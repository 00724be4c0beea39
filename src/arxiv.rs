//! arXiv search client.
//!
//! Uses reqwest for fetching and quick-xml for reading the Atom feed.

use crate::config::ArxivConfig;
use crate::paper::PaperRecord;
use lazy_static::lazy_static;
use quick_xml::events::{BytesStart, Event};
use quick_xml::Reader;
use regex::Regex;
use reqwest::Client;
use thiserror::Error;
use tracing::{debug, info, warn};
use url::Url;

lazy_static! {
    /// Permissive markup pattern; not an HTML parser
    static ref TAG_PATTERN: Regex = Regex::new(r"<[^>]+>").expect("valid tag pattern");
    static ref ENTITY_PATTERN: Regex = Regex::new(r"&[^&;\s]+;").expect("valid entity pattern");
}

#[derive(Error, Debug)]
pub enum FetchError {
    #[error("invalid search URL: {0}")]
    InvalidUrl(#[from] url::ParseError),
    #[error("failed to fetch feed: {0}")]
    Network(#[from] reqwest::Error),
    #[error("malformed feed: {0}")]
    Malformed(String),
}

/// Client for the arXiv query API
pub struct ArxivClient {
    http: Client,
    base_url: String,
}

impl ArxivClient {
    /// Create a client with the configured user agent and timeout
    pub fn new(config: &ArxivConfig) -> Result<Self, FetchError> {
        let http = Client::builder()
            .user_agent(config.user_agent.as_str())
            .timeout(config.timeout())
            .build()?;

        Ok(Self {
            http,
            base_url: config.base_url.clone(),
        })
    }

    /// Build the query URL: newest submissions first, capped at `max_results`
    pub fn search_url(&self, topic: &str, max_results: usize) -> Result<Url, FetchError> {
        let url = Url::parse_with_params(
            &self.base_url,
            &[
                ("search_query", format!("all:{}", topic)),
                ("sortBy", "submittedDate".to_string()),
                ("sortOrder", "descending".to_string()),
                ("max_results", max_results.to_string()),
            ],
        )?;
        Ok(url)
    }

    /// Search for papers on `topic`, reporting why a search failed
    pub async fn search(
        &self,
        topic: &str,
        max_results: usize,
    ) -> Result<Vec<PaperRecord>, FetchError> {
        let url = self.search_url(topic, max_results)?;
        debug!(%url, "querying arXiv");

        let response = self.http.get(url).send().await?.error_for_status()?;
        let body = response.text().await?;

        let mut papers = parse_feed(&body)?;
        papers.truncate(max_results);
        Ok(papers)
    }

    /// Search for papers on `topic`; any failure yields an empty list
    pub async fn fetch_papers(&self, topic: &str, max_results: usize) -> Vec<PaperRecord> {
        match self.search(topic, max_results).await {
            Ok(papers) => {
                info!(count = papers.len(), topic, "fetched papers");
                papers
            }
            Err(e) => {
                warn!(error = %e, topic, "arXiv search failed, continuing without papers");
                Vec::new()
            }
        }
    }
}

/// Fetch up to `max_results` recent papers for `topic`.
///
/// Never fails: a client that cannot be built, a network error, a bad status
/// or an unreadable feed all produce an empty list.
pub async fn fetch_papers(
    config: &ArxivConfig,
    topic: &str,
    max_results: usize,
) -> Vec<PaperRecord> {
    match ArxivClient::new(config) {
        Ok(client) => client.fetch_papers(topic, max_results).await,
        Err(e) => {
            warn!(error = %e, "could not build arXiv client");
            Vec::new()
        }
    }
}

/// Entry elements whose text we keep
#[derive(Debug, Clone, Copy, PartialEq, Eq)]
enum Field {
    Title,
    Summary,
    Published,
    Id,
    AuthorName,
}

impl Field {
    fn from_tag(local_name: &[u8]) -> Option<Self> {
        match local_name {
            b"title" => Some(Field::Title),
            b"summary" => Some(Field::Summary),
            b"published" => Some(Field::Published),
            b"id" => Some(Field::Id),
            b"name" => Some(Field::AuthorName),
            _ => None,
        }
    }
}

#[derive(Debug, Default)]
struct EntryBuilder {
    title: String,
    summary: String,
    published: String,
    id: String,
    authors: Vec<String>,
    alternate_link: Option<String>,
    other_link: Option<String>,
}

impl EntryBuilder {
    fn set(&mut self, field: Field, text: String) {
        match field {
            Field::Title => self.title = text.trim().to_string(),
            Field::Summary => self.summary = clean_summary(&text),
            Field::Published => self.published = text.trim().to_string(),
            Field::Id => self.id = text.trim().to_string(),
            Field::AuthorName => self.authors.push(text.trim().to_string()),
        }
    }

    /// Record a `<link>`; `rel` defaults to "alternate" as in Atom
    fn add_link(&mut self, tag: &BytesStart) {
        let mut href = None;
        let mut rel = None;
        for attr in tag.attributes().flatten() {
            let value = unescape_xml(&String::from_utf8_lossy(&attr.value));
            match attr.key.local_name().as_ref() {
                b"href" => href = Some(value),
                b"rel" => rel = Some(value),
                _ => {}
            }
        }

        let Some(href) = href else { return };
        if rel.as_deref().unwrap_or("alternate") == "alternate" {
            self.alternate_link.get_or_insert(href);
        } else {
            self.other_link.get_or_insert(href);
        }
    }

    fn finish(self) -> PaperRecord {
        PaperRecord {
            title: self.title,
            summary: self.summary,
            link: self.alternate_link.or(self.other_link).unwrap_or_default(),
            authors: self.authors.join(", "),
            published: self.published,
            id: self.id,
        }
    }
}

/// Parse an Atom feed into paper records, one per `<entry>`, in feed order
pub fn parse_feed(xml: &str) -> Result<Vec<PaperRecord>, FetchError> {
    let mut reader = Reader::from_str(xml);
    let mut papers = Vec::new();
    let mut entry: Option<EntryBuilder> = None;
    let mut field: Option<Field> = None;
    // Raw (still escaped) text of the current field
    let mut text = String::new();

    loop {
        match reader.read_event() {
            Ok(Event::Start(e)) => match e.local_name().as_ref() {
                b"entry" => {
                    entry = Some(EntryBuilder::default());
                    field = None;
                }
                b"link" => {
                    if let Some(entry) = entry.as_mut() {
                        entry.add_link(&e);
                    }
                }
                name => {
                    if entry.is_some() && field.is_none() {
                        if let Some(next) = Field::from_tag(name) {
                            field = Some(next);
                            text.clear();
                        }
                    }
                }
            },
            Ok(Event::Empty(e)) => {
                if e.local_name().as_ref() == b"link" {
                    if let Some(entry) = entry.as_mut() {
                        entry.add_link(&e);
                    }
                }
            }
            Ok(Event::Text(t)) if field.is_some() => {
                text.push_str(&String::from_utf8_lossy(&t));
            }
            Ok(Event::CData(c)) if field.is_some() => {
                let raw = String::from_utf8_lossy(&c);
                text.push_str(&quick_xml::escape::escape(&*raw));
            }
            Ok(Event::GeneralRef(r)) if field.is_some() => {
                text.push('&');
                text.push_str(&String::from_utf8_lossy(&r));
                text.push(';');
            }
            Ok(Event::End(e)) => match e.local_name().as_ref() {
                b"entry" => {
                    if let Some(done) = entry.take() {
                        papers.push(done.finish());
                    }
                    field = None;
                }
                name => {
                    if let (Some(current), Some(entry)) = (field, entry.as_mut()) {
                        if Field::from_tag(name) == Some(current) {
                            entry.set(current, unescape_xml(&text));
                            field = None;
                        }
                    }
                }
            },
            Ok(Event::Eof) => break,
            Err(e) => {
                return Err(FetchError::Malformed(format!(
                    "at byte {}: {}",
                    reader.buffer_position(),
                    e
                )))
            }
            Ok(_) => {}
        }
    }

    Ok(papers)
}

/// Resolve XML entities one at a time; unknown ones stay as literal text
fn unescape_xml(raw: &str) -> String {
    ENTITY_PATTERN
        .replace_all(raw, |caps: &regex::Captures| {
            let entity = &caps[0];
            quick_xml::escape::unescape(entity)
                .map(|s| s.into_owned())
                .unwrap_or_else(|_| entity.to_string())
        })
        .into_owned()
}

/// Decode HTML entities and drop simple tags from an abstract.
///
/// Nested or malformed markup can leave stray characters behind.
pub fn clean_summary(text: &str) -> String {
    let decoded = html_escape::decode_html_entities(text);
    TAG_PATTERN.replace_all(decoded.trim(), "").into_owned()
}
//! End-to-end runs of the digest pipeline against mock servers

use chrono::NaiveDate;
use scipan::config::{Config, Overrides};
use scipan::run;
use serde_json::json;
use std::num::NonZeroUsize;
use wiremock::matchers::{method, path, query_param};
use wiremock::{Mock, MockServer, ResponseTemplate};

const FEED: &str = r#"<?xml version="1.0" encoding="UTF-8"?>
<feed xmlns="http://www.w3.org/2005/Atom">
  <entry>
    <title>Only Paper</title>
    <summary>One. Two. Three. Four.</summary>
    <author><name>Marie Curie</name></author>
    <link href="http://arxiv.org/abs/2410.00009v1" rel="alternate"/>
  </entry>
</feed>"#;

fn date() -> NaiveDate {
    NaiveDate::from_ymd_opt(2024, 10, 7).unwrap()
}

fn config_for(arxiv: &MockServer, output_dir: &std::path::Path) -> Config {
    let mut config = Config::default();
    config.arxiv.base_url = format!("{}/api/query", arxiv.uri());
    config.apply_overrides(&Overrides {
        topic: Some("diamond".to_string()),
        max_results: NonZeroUsize::new(3),
        output_dir: Some(output_dir.to_path_buf()),
    });
    config
}

/// Test that a run creates the directory and writes the dated digest
#[tokio::test]
async fn test_run_writes_dated_digest() {
    let arxiv_server = MockServer::start().await;

    Mock::given(method("GET"))
        .and(path("/api/query"))
        .and(query_param("search_query", "all:diamond"))
        .and(query_param("max_results", "3"))
        .respond_with(ResponseTemplate::new(200).set_body_string(FEED))
        .expect(1)
        .mount(&arxiv_server)
        .await;

    let tmp = tempfile::tempdir().unwrap();
    let out = tmp.path().join("nested").join("digests");
    let config = config_for(&arxiv_server, &out);

    let report = run::run(&config, date()).await.unwrap();

    assert_eq!(report.path, out.join("digest_2024-10-07.md"));
    assert_eq!(report.digest.papers, 1);
    // No key configured
    assert_eq!(report.digest.fallbacks, 1);

    let written = std::fs::read_to_string(&report.path).unwrap();
    assert_eq!(written, report.digest.markdown);
    assert!(written.starts_with("# Weekly Digest: diamond (2024-10-07)\n"));
    assert!(written.contains("### 1. Only Paper"));
    assert!(written.contains("**Summary:** One. Two. Three.\n"));
}

/// Test that a failed fetch still produces a title-only digest file
#[tokio::test]
async fn test_run_with_failed_fetch_still_writes() {
    let arxiv_server = MockServer::start().await;

    Mock::given(method("GET"))
        .respond_with(ResponseTemplate::new(502))
        .mount(&arxiv_server)
        .await;

    let tmp = tempfile::tempdir().unwrap();
    let out = tmp.path().join("digests");
    let config = config_for(&arxiv_server, &out);

    let report = run::run(&config, date()).await.unwrap();

    assert!(out.is_dir());
    assert_eq!(
        std::fs::read_to_string(report.path).unwrap(),
        "# Weekly Digest: diamond (2024-10-07)\n"
    );
}

/// Test that a keyed run uses the completion API per paper
#[tokio::test]
async fn test_run_with_api_key() {
    let arxiv_server = MockServer::start().await;
    let llm_server = MockServer::start().await;

    Mock::given(method("GET"))
        .and(path("/api/query"))
        .respond_with(ResponseTemplate::new(200).set_body_string(FEED))
        .mount(&arxiv_server)
        .await;
    Mock::given(method("POST"))
        .and(path("/v1/chat/completions"))
        .respond_with(
            ResponseTemplate::new(200)
                .set_body_json(json!({"choices": [{"message": {"content": "Short."}}]})),
        )
        .expect(1)
        .mount(&llm_server)
        .await;

    let tmp = tempfile::tempdir().unwrap();
    let mut config = config_for(&arxiv_server, tmp.path());
    config.llm.url = format!("{}/v1/chat/completions", llm_server.uri());
    config.api.openrouter_key = Some("sk-test".to_string());

    let report = run::run(&config, date()).await.unwrap();

    assert_eq!(report.digest.fallbacks, 0);
    assert!(report.digest.markdown.contains("**Summary:** Short.\n"));
}

/// Test that an unwritable output location is the one reported error
#[tokio::test]
async fn test_run_fails_only_on_local_io() {
    let arxiv_server = MockServer::start().await;

    let tmp = tempfile::tempdir().unwrap();
    let blocker = tmp.path().join("taken");
    std::fs::write(&blocker, "file, not a directory").unwrap();
    let config = config_for(&arxiv_server, &blocker);

    assert!(run::run(&config, date()).await.is_err());
}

+++++

Exercise: Please copy, exactly as written, every line in the listing above from the line with "No key configured" up to and including the line with "async fn test_run_with_failed_fetch_still_writes()".

Answer to this problem:
    // No key configured
    assert_eq!(report.digest.fallbacks, 1);

    let written = std::fs::read_to_string(&report.path).unwrap();
    assert_eq!(written, report.digest.markdown);
    assert!(written.starts_with("# Weekly Digest: diamond (2024-10-07)\n"));
    assert!(written.contains("### 1. Only Paper"));
    assert!(written.contains("**Summary:** One. Two. Three.\n"));
}

/// Test that a failed fetch still produces a title-only digest file
#[tokio::test]
async fn test_run_with_failed_fetch_still_writes() {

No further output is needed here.